Toward intelligent education: understanding the cognitive upgrading phenomenon among university students
In the future of intelligent education, enhancing the cognitive ability of students is a promising avenue worth investigating. Although most educational services address students’ explicit knowledge needs, exploring beyond cognitive boundaries to upgrade cognition are rare. In this study, we employ a hybrid approach combining quantitative questionnaire and qualitative epistemic network analysis to investigate the ‘cognitive upgrading’ experiences of 235 university students. Findings of the inquiry indicate: ① ‘Cognitive upgrading’ represents a prevalent and objectively discernible necessity for students, indicating the significance for facilitating its promotion; ②Current information resources cannot directionally guide students towards cognitive upgrading, necessitating the intervention of a third-party to render sporadic events manageable; ③The existing paradigms of cognitive upgrading can be categorized into eight quadrants.
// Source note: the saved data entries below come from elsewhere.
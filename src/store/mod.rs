//! # Task Store Seam
//!
//! The relational store owning plain task CRUD is an external collaborator;
//! this module defines the narrow interface the pipeline consumes and an
//! in-memory reference implementation used by tests, the demo server, and the
//! recurring task processor's uniqueness checks.

use async_trait::async_trait;
use chrono::{DateTime, NaiveDate, Utc};
use dashmap::DashMap;
use parking_lot::Mutex;
use std::collections::HashSet;
use thiserror::Error;
use uuid::Uuid;

use crate::models::{NewTask, Task, TaskPatch, TaskStatus};

/// Store-level failures surfaced to the producer and processor
#[derive(Error, Debug)]
pub enum StoreError {
    #[error("task not found: {task_id}")]
    NotFound { task_id: Uuid },

    #[error("conflict: {message}")]
    Conflict { message: String },

    #[error("validation failed: {message}")]
    Validation { message: String },

    #[error("storage failure: {message}")]
    Storage { message: String },
}

impl From<crate::error::PipelineError> for StoreError {
    fn from(err: crate::error::PipelineError) -> Self {
        StoreError::Validation {
            message: err.to_string(),
        }
    }
}

/// Result of an update: the row before and after the patch, for building the
/// `changes` map on `task.updated` events.
#[derive(Debug, Clone)]
pub struct UpdatedTask {
    pub before: Task,
    pub after: Task,
}

/// Mutation and query surface the pipeline consumes
#[async_trait]
pub trait TaskStore: Send + Sync {
    async fn create(&self, new_task: NewTask) -> Result<Task, StoreError>;

    async fn update(&self, task_id: Uuid, patch: TaskPatch) -> Result<UpdatedTask, StoreError>;

    async fn complete(&self, task_id: Uuid, completed_at: DateTime<Utc>)
        -> Result<Task, StoreError>;

    async fn delete(&self, task_id: Uuid) -> Result<Task, StoreError>;

    async fn get(&self, task_id: Uuid) -> Result<Task, StoreError>;

    /// Recurring parents still eligible for generation: non-terminal, with a
    /// recurrence pattern, and an end date either null or after `now`.
    async fn active_recurring(&self, now: DateTime<Utc>) -> Result<Vec<Task>, StoreError>;

    /// Whether an instance row exists for `(parent, occurrence_date)`.
    async fn instance_exists(
        &self,
        parent_task_id: Uuid,
        occurrence_date: NaiveDate,
    ) -> Result<bool, StoreError>;
}

/// In-memory task store enforcing the model invariants and the
/// `(parent, occurrence_date)` uniqueness constraint.
#[derive(Default)]
pub struct InMemoryTaskStore {
    tasks: DashMap<Uuid, Task>,
    // Uniqueness index guarded separately so create can check-and-reserve
    // atomically with respect to concurrent generation attempts.
    instance_index: Mutex<HashSet<(Uuid, NaiveDate)>>,
}

impl InMemoryTaskStore {
    pub fn new() -> Self {
        Self::default()
    }

    pub fn len(&self) -> usize {
        self.tasks.len()
    }

    pub fn is_empty(&self) -> bool {
        self.tasks.is_empty()
    }
}

#[async_trait]
impl TaskStore for InMemoryTaskStore {
    async fn create(&self, new_task: NewTask) -> Result<Task, StoreError> {
        new_task.validate().map_err(|e| StoreError::Validation {
            message: e.to_string(),
        })?;

        if let (Some(parent), Some(occurrence)) =
            (new_task.parent_task_id, new_task.occurrence_date)
        {
            let mut index = self.instance_index.lock();
            if !index.insert((parent, occurrence)) {
                return Err(StoreError::Conflict {
                    message: format!(
                        "instance of {parent} for {occurrence} already exists"
                    ),
                });
            }
        }

        let task = new_task.into_task(Utc::now());
        self.tasks.insert(task.id, task.clone());
        Ok(task)
    }

    async fn update(&self, task_id: Uuid, patch: TaskPatch) -> Result<UpdatedTask, StoreError> {
        let mut entry = self
            .tasks
            .get_mut(&task_id)
            .ok_or(StoreError::NotFound { task_id })?;
        let before = entry.clone();
        let after = patch
            .apply(&before, Utc::now())
            .map_err(|e| StoreError::Validation {
                message: e.to_string(),
            })?;
        *entry = after.clone();
        Ok(UpdatedTask { before, after })
    }

    async fn complete(
        &self,
        task_id: Uuid,
        completed_at: DateTime<Utc>,
    ) -> Result<Task, StoreError> {
        let mut entry = self
            .tasks
            .get_mut(&task_id)
            .ok_or(StoreError::NotFound { task_id })?;
        entry.status = TaskStatus::Completed;
        entry.completed_at = Some(completed_at);
        entry.updated_at = completed_at;
        Ok(entry.clone())
    }

    async fn delete(&self, task_id: Uuid) -> Result<Task, StoreError> {
        let (_, task) = self
            .tasks
            .remove(&task_id)
            .ok_or(StoreError::NotFound { task_id })?;
        if let (Some(parent), Some(occurrence)) = (task.parent_task_id, task.occurrence_date) {
            self.instance_index.lock().remove(&(parent, occurrence));
        }
        Ok(task)
    }

    async fn get(&self, task_id: Uuid) -> Result<Task, StoreError> {
        self.tasks
            .get(&task_id)
            .map(|t| t.value().clone())
            .ok_or(StoreError::NotFound { task_id })
    }

    async fn active_recurring(&self, now: DateTime<Utc>) -> Result<Vec<Task>, StoreError> {
        Ok(self
            .tasks
            .iter()
            .filter(|t| {
                t.recurrence_pattern.is_some()
                    && !t.status.is_terminal()
                    && t.recurrence_end_date.map_or(true, |end| end > now)
            })
            .map(|t| t.value().clone())
            .collect())
    }

    async fn instance_exists(
        &self,
        parent_task_id: Uuid,
        occurrence_date: NaiveDate,
    ) -> Result<bool, StoreError> {
        Ok(self
            .instance_index
            .lock()
            .contains(&(parent_task_id, occurrence_date)))
    }
}
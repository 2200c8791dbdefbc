//! # Structured Logging
//!
//! Environment-aware tracing initialization. Console output is human-readable
//! by default; set `TASKPULSE_LOG_FORMAT=json` for machine-parseable output in
//! production. Filtering follows `RUST_LOG`, falling back to an
//! environment-specific default.

use std::sync::OnceLock;
use tracing_subscriber::{fmt, layer::SubscriberExt, util::SubscriberInitExt, EnvFilter, Layer};

static LOGGER_INITIALIZED: OnceLock<()> = OnceLock::new();

/// Initialize structured logging once per process. Safe to call from multiple
/// entry points (server binary, tests, embedding applications).
pub fn init_structured_logging() {
    LOGGER_INITIALIZED.get_or_init(|| {
        let environment = detect_environment();
        let filter = EnvFilter::try_from_default_env()
            .unwrap_or_else(|_| EnvFilter::new(default_log_level(&environment)));

        let json_output = std::env::var("TASKPULSE_LOG_FORMAT")
            .map(|v| v.eq_ignore_ascii_case("json"))
            .unwrap_or(false);

        let result = if json_output {
            tracing_subscriber::registry()
                .with(
                    fmt::layer()
                        .json()
                        .with_target(true)
                        .with_level(true)
                        .with_filter(filter),
                )
                .try_init()
        } else {
            tracing_subscriber::registry()
                .with(
                    fmt::layer()
                        .with_target(true)
                        .with_level(true)
                        .with_filter(filter),
                )
                .try_init()
        };

        // A global subscriber may already be installed by an embedding
        // application; that is not an error.
        if result.is_err() {
            tracing::debug!("global tracing subscriber already initialized");
        } else {
            tracing::info!(environment = %environment, json = json_output, "logging initialized");
        }
    });
}

fn detect_environment() -> String {
    std::env::var("TASKPULSE_ENV").unwrap_or_else(|_| "development".to_string())
}

fn default_log_level(environment: &str) -> &'static str {
    match environment {
        "production" => "info",
        "test" => "warn",
        _ => "debug",
    }
}

#[cfg(test)]
mod tests {
    use super::*;

    #[test]
    fn test_default_log_levels() {
        assert_eq!(default_log_level("production"), "info");
        assert_eq!(default_log_level("test"), "warn");
        assert_eq!(default_log_level("development"), "debug");
    }

    #[test]
    fn test_init_is_idempotent() {
        init_structured_logging();
        init_structured_logging();
    }
}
There still lacks a data-driven approach to be fully explored for more effectively facilitating the happening occurrence; ④Students with disparity in genders, educational backgrounds, and disciplines exhibit significant differences in cognitive upgrading, suggesting that training programs tailored to students’ characteristics can provide targeted support for enhancing cognitive upgrading efficacy. The study provides valuable insights for educators to implement cognitive upgrading strategies and paves a new path towards cognitive upgrading in intelligent education.